An exact copy of all the data below is needed.
□ □ □ □ □ □ □
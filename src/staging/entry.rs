//! Staged entries and their payload representations.
//!
//! An [`Entry`] is addressed purely by its position in the staged sequence;
//! two entries with the same name and content are distinguishable only by
//! index.

use async_trait::async_trait;
use base64::{Engine as _, engine::general_purpose::STANDARD};
use bytes::Bytes;
use std::fmt;
use std::path::{Path, PathBuf};

use crate::error::{Result, StageError};
use crate::staging::Candidate;

/// Byte representation held by a staged entry.
///
/// Each flavor picks exactly one representation and keeps it for the
/// entry's lifetime.
#[async_trait]
pub trait Payload: Clone + fmt::Debug + Send + Sync + 'static {
    /// Load the representation for an accepted candidate.
    ///
    /// This is the asynchronous decode step of an append batch.
    async fn load(candidate: &Candidate) -> Result<Self>;

    /// Declared media type, sent as the part content type.
    fn media_type(&self) -> &str;

    /// Raw bytes to submit.
    async fn bytes(&self) -> Result<Bytes>;

    /// Inline preview for the render surface, if this representation has one.
    fn preview(&self) -> Option<String> {
        None
    }
}

/// One staged item.
#[derive(Debug, Clone)]
pub struct Entry<P> {
    display_name: String,
    payload: P,
}

impl<P> Entry<P> {
    /// Create an entry.
    pub fn new(display_name: impl Into<String>, payload: P) -> Self {
        Self {
            display_name: display_name.into(),
            payload,
        }
    }

    /// User-facing label.
    pub fn display_name(&self) -> &str {
        &self.display_name
    }

    /// Byte representation.
    pub fn payload(&self) -> &P {
        &self.payload
    }
}

/// Reference to the original file; bytes are read at submission time.
#[derive(Debug, Clone, PartialEq, Eq)]
pub struct FileRef {
    path: PathBuf,
    media_type: String,
}

impl FileRef {
    /// Path of the referenced file.
    pub fn path(&self) -> &Path {
        &self.path
    }
}

#[async_trait]
impl Payload for FileRef {
    async fn load(candidate: &Candidate) -> Result<Self> {
        check_path_is_file(&candidate.path).await?;
        Ok(Self {
            path: candidate.path.clone(),
            media_type: candidate.media_type.clone(),
        })
    }

    fn media_type(&self) -> &str {
        &self.media_type
    }

    async fn bytes(&self) -> Result<Bytes> {
        let data = tokio::fs::read(&self.path)
            .await
            .map_err(|source| StageError::FailedToReadFile {
                path: self.path.clone(),
                source,
            })?;
        Ok(Bytes::from(data))
    }
}

/// Decoded in-memory copy of an image, renderable as a `data:` URL.
#[derive(Clone, PartialEq, Eq)]
pub struct InlineImage {
    data: Bytes,
    media_type: String,
}

impl InlineImage {
    /// Wrap already-decoded bytes.
    pub fn new(data: impl Into<Bytes>, media_type: impl Into<String>) -> Self {
        Self {
            data: data.into(),
            media_type: media_type.into(),
        }
    }

    /// Size of the decoded bytes.
    pub fn len(&self) -> usize {
        self.data.len()
    }

    /// Whether the decoded image is empty.
    pub fn is_empty(&self) -> bool {
        self.data.is_empty()
    }

    /// Base64 `data:` URL of the image.
    pub fn data_url(&self) -> String {
        format!("data:{};base64,{}", self.media_type, STANDARD.encode(&self.data))
    }
}

// Keep multi-megabyte images out of debug output.
impl fmt::Debug for InlineImage {
    fn fmt(&self, f: &mut fmt::Formatter<'_>) -> fmt::Result {
        f.debug_struct("InlineImage")
            .field("media_type", &self.media_type)
            .field("len", &self.data.len())
            .finish()
    }
}

#[async_trait]
impl Payload for InlineImage {
    async fn load(candidate: &Candidate) -> Result<Self> {
        check_path_is_file(&candidate.path).await?;
        let data = tokio::fs::read(&candidate.path)
            .await
            .map_err(|source| StageError::FailedToReadFile {
                path: candidate.path.clone(),
                source,
            })?;
        Ok(Self::new(data, candidate.media_type.clone()))
    }

    fn media_type(&self) -> &str {
        &self.media_type
    }

    async fn bytes(&self) -> Result<Bytes> {
        Ok(self.data.clone())
    }

    fn preview(&self) -> Option<String> {
        Some(self.data_url())
    }
}

async fn check_path_is_file(path: &Path) -> Result<()> {
    let metadata = match tokio::fs::metadata(path).await {
        Ok(metadata) => metadata,
        Err(err) if err.kind() == std::io::ErrorKind::NotFound => {
            return Err(StageError::file_not_found(path.to_path_buf()));
        }
        Err(source) => {
            return Err(StageError::FailedToReadFile {
                path: path.to_path_buf(),
                source,
            });
        }
    };

    if !metadata.is_file() {
        return Err(StageError::not_a_file(path.to_path_buf()));
    }

    Ok(())
}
□ □ □ □ □ □ □
> Expected output:
filename src/staging/entry.rs
//! Staged entries and their payload representations.
//!
//! An [`Entry`] is addressed purely by its position in the staged sequence;
//! two entries with the same name and content are distinguishable only by
//! index.

use async_trait::async_trait;
use base64::{Engine as _, engine::general_purpose::STANDARD};
use bytes::Bytes;
use std::fmt;
use std::path::{Path, PathBuf};

use crate::error::{Result, StageError};
use crate::staging::Candidate;

/// Byte representation held by a staged entry.
///
/// Each flavor picks exactly one representation and keeps it for the
/// entry's lifetime.
#[async_trait]
pub trait Payload: Clone + fmt::Debug + Send + Sync + 'static {
    /// Load the representation for an accepted candidate.
    ///
    /// This is the asynchronous decode step of an append batch.
    async fn load(candidate: &Candidate) -> Result<Self>;

    /// Declared media type, sent as the part content type.
    fn media_type(&self) -> &str;

    /// Raw bytes to submit.
    async fn bytes(&self) -> Result<Bytes>;

    /// Inline preview for the render surface, if this representation has one.
    fn preview(&self) -> Option<String> {
        None
    }
}

/// One staged item.
#[derive(Debug, Clone)]
pub struct Entry<P> {
    display_name: String,
    payload: P,
}

impl<P> Entry<P> {
    /// Create an entry.
    pub fn new(display_name: impl Into<String>, payload: P) -> Self {
        Self {
            display_name: display_name.into(),
            payload,
        }
    }

    /// User-facing label.
    pub fn display_name(&self) -> &str {
        &self.display_name
    }

    /// Byte representation.
    pub fn payload(&self) -> &P {
        &self.payload
    }
}

/// Reference to the original file; bytes are read at submission time.
#[derive(Debug, Clone, PartialEq, Eq)]
pub struct FileRef {
    path: PathBuf,
    media_type: String,
}

impl FileRef {
    /// Path of the referenced file.
    pub fn path(&self) -> &Path {
        &self.path
    }
}

#[async_trait]
impl Payload for FileRef {
    async fn load(candidate: &Candidate) -> Result<Self> {
        check_path_is_file(&candidate.path).await?;
        Ok(Self {
            path: candidate.path.clone(),
            media_type: candidate.media_type.clone(),
        })
    }

    fn media_type(&self) -> &str {
        &self.media_type
    }

    async fn bytes(&self) -> Result<Bytes> {
        let data = tokio::fs::read(&self.path)
            .await
            .map_err(|source| StageError::FailedToReadFile {
                path: self.path.clone(),
                source,
            })?;
        Ok(Bytes::from(data))
    }
}

/// Decoded in-memory copy of an image, renderable as a `data:` URL.
#[derive(Clone, PartialEq, Eq)]
pub struct InlineImage {
    data: Bytes,
    media_type: String,
}

impl InlineImage {
    /// Wrap already-decoded bytes.
    pub fn new(data: impl Into<Bytes>, media_type: impl Into<String>) -> Self {
        Self {
            data: data.into(),
            media_type: media_type.into(),
        }
    }

    /// Size of the decoded bytes.
    pub fn len(&self) -> usize {
        self.data.len()
    }

    /// Whether the decoded image is empty.
    pub fn is_empty(&self) -> bool {
        self.data.is_empty()
    }

    /// Base64 `data:` URL of the image.
    pub fn data_url(&self) -> String {
        format!("data:{};base64,{}", self.media_type, STANDARD.encode(&self.data))
    }
}

// Keep multi-megabyte images out of debug output.
impl fmt::Debug for InlineImage {
    fn fmt(&self, f: &mut fmt::Formatter<'_>) -> fmt::Result {
        f.debug_struct("InlineImage")
            .field("media_type", &self.media_type)
            .field("len", &self.data.len())
            .finish()
    }
}

#[async_trait]
impl Payload for InlineImage {
    async fn load(candidate: &Candidate) -> Result<Self> {
        check_path_is_file(&candidate.path).await?;
        let data = tokio::fs::read(&candidate.path)
            .await
            .map_err(|source| StageError::FailedToReadFile {
                path: candidate.path.clone(),
                source,
            })?;
        Ok(Self::new(data, candidate.media_type.clone()))
    }

    fn media_type(&self) -> &str {
        &self.media_type
    }

    async fn bytes(&self) -> Result<Bytes> {
        Ok(self.data.clone())
    }

    fn preview(&self) -> Option<String> {
        Some(self.data_url())
    }
}

async fn check_path_is_file(path: &Path) -> Result<()> {
    let metadata = match tokio::fs::metadata(path).await {
        Ok(metadata) => metadata,
        Err(err) if err.kind() == std::io::ErrorKind::NotFound => {
            return Err(StageError::file_not_found(path.to_path_buf()));
        }
        Err(source) => {
            return Err(StageError::FailedToReadFile {
                path: path.to_path_buf(),
                source,
            });
        }
    };

    if !metadata.is_file() {
        return Err(StageError::not_a_file(path.to_path_buf()));
    }

    Ok(())
}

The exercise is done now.